L-SFAN: Lightweight Spatially-focused Attention Network for Pain Behavior Detection
Jorge Ortigoso-Narro, Fernando Diaz-de-Maria, Mohammad Mahdi Dehshibi, Ana Tajadura-Jiménez
TL;DR
This work tackles protective behavior detection in chronic low back pain by introducing L-SFAN, a lightweight two-dimensional CNN with a temporal averaging pooling mechanism and a multi-head self-attention module designed to capture spatial-temporal patterns from motion capture and sEMG data. On the EmoPain dataset, L-SFAN achieves competitive performance with a small parameter footprint, outperforming several state-of-the-art architectures in key metrics such as MCC and F1, while offering better interpretability via Grad-CAM. The approach emphasizes spatial pattern extraction and efficiency, demonstrating potential for real-world, resource-constrained clinical and at-home monitoring scenarios. Overall, L-SFAN advances AI-assisted pain behavior analysis by providing a scalable, interpretable framework capable of handling multivariate biosignals with limited data.
Abstract
Chronic Low Back Pain (CLBP) afflicts millions globally, significantly impacting individuals' well-being and imposing economic burdens on healthcare systems. While artificial intelligence (AI) and deep learning offer promising avenues for analyzing pain-related behaviors to improve rehabilitation strategies, current models, including convolutional neural networks (CNNs), recurrent neural networks, and graph-based neural networks, have limitations. These approaches often focus singularly on the temporal dimension or require complex architectures to exploit spatial interrelationships within multivariate time series data.
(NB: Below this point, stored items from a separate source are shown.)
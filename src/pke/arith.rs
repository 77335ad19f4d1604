use crate::common::EccError;
use num_bigint::{BigInt, BigUint, Sign};
use num_integer::Integer;
use num_traits::{Signed, Zero};
use std::{fmt, ops::Neg};

/// This struct stores a number over Z_p for an arbitrary prime p.
///
/// `value` is always kept in `[0, modulus)`. Every operation returns a new
/// item; binary operations fail if the operands live in different fields.
#[derive(Clone, Debug, PartialEq, Eq, Hash)]
pub struct FieldElement {
    value: BigUint,
    modulus: BigUint,
}

impl FieldElement {
    /// Fails with `OutOfRange` unless `0 <= value < modulus`.
    ///
    /// The modulus is assumed prime; only `modulus > 2` is checked here.
    /// Use `PrimeField` to have primality verified once for a whole field.
    pub fn new<V, M>(value: V, modulus: M) -> Result<Self, EccError>
    where
        V: Into<BigInt>,
        M: Into<BigInt>,
    {
        let value: BigInt = value.into();
        let modulus: BigInt = modulus.into();
        if modulus <= BigInt::from(2) {
            return Err(EccError::InvalidModulus(modulus));
        }
        if value.is_negative() || value >= modulus {
            return Err(EccError::OutOfRange { value, modulus });
        }
        Ok(Self {
            value: value.into_parts().1,
            modulus: modulus.into_parts().1,
        })
    }

    /// Reduce an unsigned value into the field. The caller vouches for the modulus.
    pub(crate) fn reduce(value: BigUint, modulus: &BigUint) -> Self {
        Self {
            value: value % modulus,
            modulus: modulus.clone(),
        }
    }

    pub fn value(&self) -> &BigUint {
        &self.value
    }

    pub fn modulus(&self) -> &BigUint {
        &self.modulus
    }

    pub fn is_zero(&self) -> bool {
        self.value.is_zero()
    }

    pub fn same_field(&self, other: &Self) -> bool {
        self.modulus == other.modulus
    }

    pub(crate) fn ensure_same_field(&self, other: &Self) -> Result<(), EccError> {
        if self.same_field(other) {
            Ok(())
        } else {
            Err(EccError::FieldMismatch {
                left: BigInt::from(self.modulus.clone()),
                right: BigInt::from(other.modulus.clone()),
            })
        }
    }

    pub fn checked_add(&self, other: &Self) -> Result<Self, EccError> {
        self.ensure_same_field(other)?;
        Ok(Self::reduce(&self.value + &other.value, &self.modulus))
    }

    /// Always lands in `[0, p)`: p is added before subtracting.
    pub fn checked_sub(&self, other: &Self) -> Result<Self, EccError> {
        self.ensure_same_field(other)?;
        Ok(Self::reduce(
            &self.value + &self.modulus - &other.value,
            &self.modulus,
        ))
    }

    pub fn checked_mul(&self, other: &Self) -> Result<Self, EccError> {
        self.ensure_same_field(other)?;
        Ok(Self::reduce(&self.value * &other.value, &self.modulus))
    }

    /// Multiply by a small integer, e.g. the `3` in `3x^2`.
    pub fn scale(&self, k: u32) -> Self {
        Self::reduce(&self.value * k, &self.modulus)
    }

    /// `self^exponent` for any signed exponent.
    ///
    /// a^(p-1) = 1 for non-zero a, so the exponent is reduced modulo p-1 first,
    /// which also turns negative exponents into positive ones.
    /// `0^0` evaluates to 1.
    pub fn pow<E: Into<BigInt>>(&self, exponent: E) -> Self {
        let exponent: BigInt = exponent.into();
        let order = BigInt::from_biguint(Sign::Plus, &self.modulus - 1u32);
        let (_, n) = exponent.mod_floor(&order).into_parts();
        Self {
            value: self.value.modpow(&n, &self.modulus),
            modulus: self.modulus.clone(),
        }
    }

    /// inverse: Get multiplicational reverse.
    /// since p is a prime, there is a^(p-1) = 1
    /// therefore, we have a*a^(p-2) = 1, so a^(p-2) is the inverse.
    pub fn inverse(&self) -> Result<Self, EccError> {
        if self.is_zero() {
            return Err(EccError::DivisionByZero);
        }
        let exponent = &self.modulus - 2u32;
        Ok(Self {
            value: self.value.modpow(&exponent, &self.modulus),
            modulus: self.modulus.clone(),
        })
    }

    pub fn checked_div(&self, other: &Self) -> Result<Self, EccError> {
        self.ensure_same_field(other)?;
        self.checked_mul(&other.inverse()?)
    }
}

impl Neg for &FieldElement {
    type Output = FieldElement;
    fn neg(self) -> Self::Output {
        FieldElement::reduce(&self.modulus - &self.value, &self.modulus)
    }
}

impl Neg for FieldElement {
    type Output = FieldElement;
    fn neg(self) -> Self::Output {
        -&self
    }
}

impl fmt::Display for FieldElement {
    fn fmt(&self, f: &mut fmt::Formatter<'_>) -> fmt::Result {
        write!(f, "FieldElement_{}({})", self.modulus, self.value)
    }
}

#[cfg(test)]
fn fe(value: i64) -> FieldElement {
    FieldElement::new(value, 223).unwrap()
}

#[test]
fn test_new_range() {
    assert!(FieldElement::new(0, 223).is_ok());
    assert!(FieldElement::new(222, 223).is_ok());
    assert_eq!(
        FieldElement::new(223, 223),
        Err(EccError::OutOfRange {
            value: 223.into(),
            modulus: 223.into()
        })
    );
    assert!(matches!(
        FieldElement::new(-1, 223),
        Err(EccError::OutOfRange { .. })
    ));
    assert_eq!(
        FieldElement::new(0, 2),
        Err(EccError::InvalidModulus(2.into()))
    );
}

#[test]
fn test_equality() {
    assert_eq!(fe(7), fe(7));
    assert_ne!(fe(7), fe(8));
    assert_ne!(fe(7), FieldElement::new(7, 13).unwrap());
}

#[test]
fn test_add_sub() {
    let a = FieldElement::new(7, 13).unwrap();
    let b = FieldElement::new(12, 13).unwrap();
    assert_eq!(a.checked_add(&b).unwrap(), FieldElement::new(6, 13).unwrap());
    // 7 - 12 = -5 = 8 mod 13
    assert_eq!(a.checked_sub(&b).unwrap(), FieldElement::new(8, 13).unwrap());
    assert_eq!(fe(29).checked_sub(&fe(4)).unwrap(), fe(25));
    assert_eq!(fe(15).checked_sub(&fe(30)).unwrap(), fe(208));
}

#[test]
fn test_mul_pow() {
    let a = FieldElement::new(3, 13).unwrap();
    let b = FieldElement::new(12, 13).unwrap();
    assert_eq!(a.checked_mul(&b).unwrap(), FieldElement::new(10, 13).unwrap());
    assert_eq!(a.pow(3), FieldElement::new(1, 13).unwrap());
    assert_eq!(
        FieldElement::new(7, 13).unwrap().pow(-3),
        FieldElement::new(8, 13).unwrap()
    );
    assert_eq!(
        FieldElement::new(17, 31).unwrap().pow(-3),
        FieldElement::new(29, 31).unwrap()
    );
    assert_eq!(fe(0).pow(0), fe(1));
    assert_eq!(fe(0).pow(5), fe(0));
}

#[test]
fn test_div() {
    let a = FieldElement::new(3, 31).unwrap();
    let b = FieldElement::new(24, 31).unwrap();
    assert_eq!(a.checked_div(&b).unwrap(), FieldElement::new(4, 31).unwrap());
    assert_eq!(fe(5).checked_div(&fe(0)), Err(EccError::DivisionByZero));
    assert_eq!(fe(0).inverse(), Err(EccError::DivisionByZero));
}

#[test]
fn test_field_mismatch() {
    let a = FieldElement::new(3, 31).unwrap();
    let b = FieldElement::new(3, 13).unwrap();
    let err = EccError::FieldMismatch {
        left: 31.into(),
        right: 13.into(),
    };
    assert_eq!(a.checked_add(&b), Err(err.clone()));
    assert_eq!(a.checked_sub(&b), Err(err.clone()));
    assert_eq!(a.checked_mul(&b), Err(err.clone()));
    assert_eq!(a.checked_div(&b), Err(err));
    // mismatch wins over the zero divisor
    let zero = FieldElement::new(0, 13).unwrap();
    assert!(matches!(
        a.checked_div(&zero),
        Err(EccError::FieldMismatch { .. })
    ));
}

#[test]
fn test_neg_and_display() {
    assert_eq!(-fe(5), fe(218));
    assert_eq!(-fe(0), fe(0));
    assert_eq!(fe(5).scale(50), fe(27));
    assert_eq!(fe(5).to_string(), "FieldElement_223(5)");
}

#[cfg(test)]
mod tests {
    use super::FieldElement;
    use num_bigint::BigUint;
    use proptest::prelude::*;

    const P: u64 = 223;

    fn elem(v: u64) -> FieldElement {
        FieldElement::new(v, P).unwrap()
    }

    proptest! {
        #[test]
        fn closure(a in 0..P, b in 0..P) {
            let (a, b) = (elem(a), elem(b));
            for r in [
                a.checked_add(&b).unwrap(),
                a.checked_sub(&b).unwrap(),
                a.checked_mul(&b).unwrap(),
            ] {
                prop_assert!(r.value() < r.modulus());
            }
        }

        #[test]
        fn additive_identity(a in 0..P) {
            let a = elem(a);
            let zero = a.checked_sub(&a).unwrap();
            prop_assert!(zero.is_zero());
            prop_assert_eq!(a.checked_add(&zero).unwrap(), a.clone());
            prop_assert!(a.checked_add(&-&a).unwrap().is_zero());
        }

        #[test]
        fn division_undoes_multiplication(a in 1..P, b in 1..P) {
            let (a, b) = (elem(a), elem(b));
            prop_assert_eq!(a.checked_mul(&a).unwrap().checked_div(&a).unwrap(), a.clone());
            prop_assert_eq!(a.checked_mul(&b).unwrap().checked_div(&b).unwrap(), a);
        }

        #[test]
        fn fermat(a in 1..P, k in -5i64..5) {
            let a = elem(a);
            let r = a.pow(P - 1);
            prop_assert_eq!(r.value(), &BigUint::from(1u32));
            // exponents congruent mod p-1 agree
            prop_assert_eq!(a.pow(k), a.pow(k + (P as i64 - 1)));
        }
    }
}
To address these limitations, we introduce \hbox{L-SFAN}, a lightweight CNN architecture incorporating 2D filters designed to meticulously capture the spatial-temporal interplay of data from motion capture and surface electromyography sensors. Our proposed model, enhanced with an oriented global pooling layer and multi-head self-attention mechanism, prioritizes critical features to better understand CLBP and achieves competitive classification accuracy. Experimental results on the EmoPain database demonstrate that our approach not only enhances performance metrics with significantly fewer parameters but also promotes model interpretability, offering valuable insights for clinicians in managing CLBP. This advancement underscores the potential of AI in transforming healthcare practices for chronic conditions like CLBP, providing a sophisticated framework for the nuanced analysis of complex biomedical data.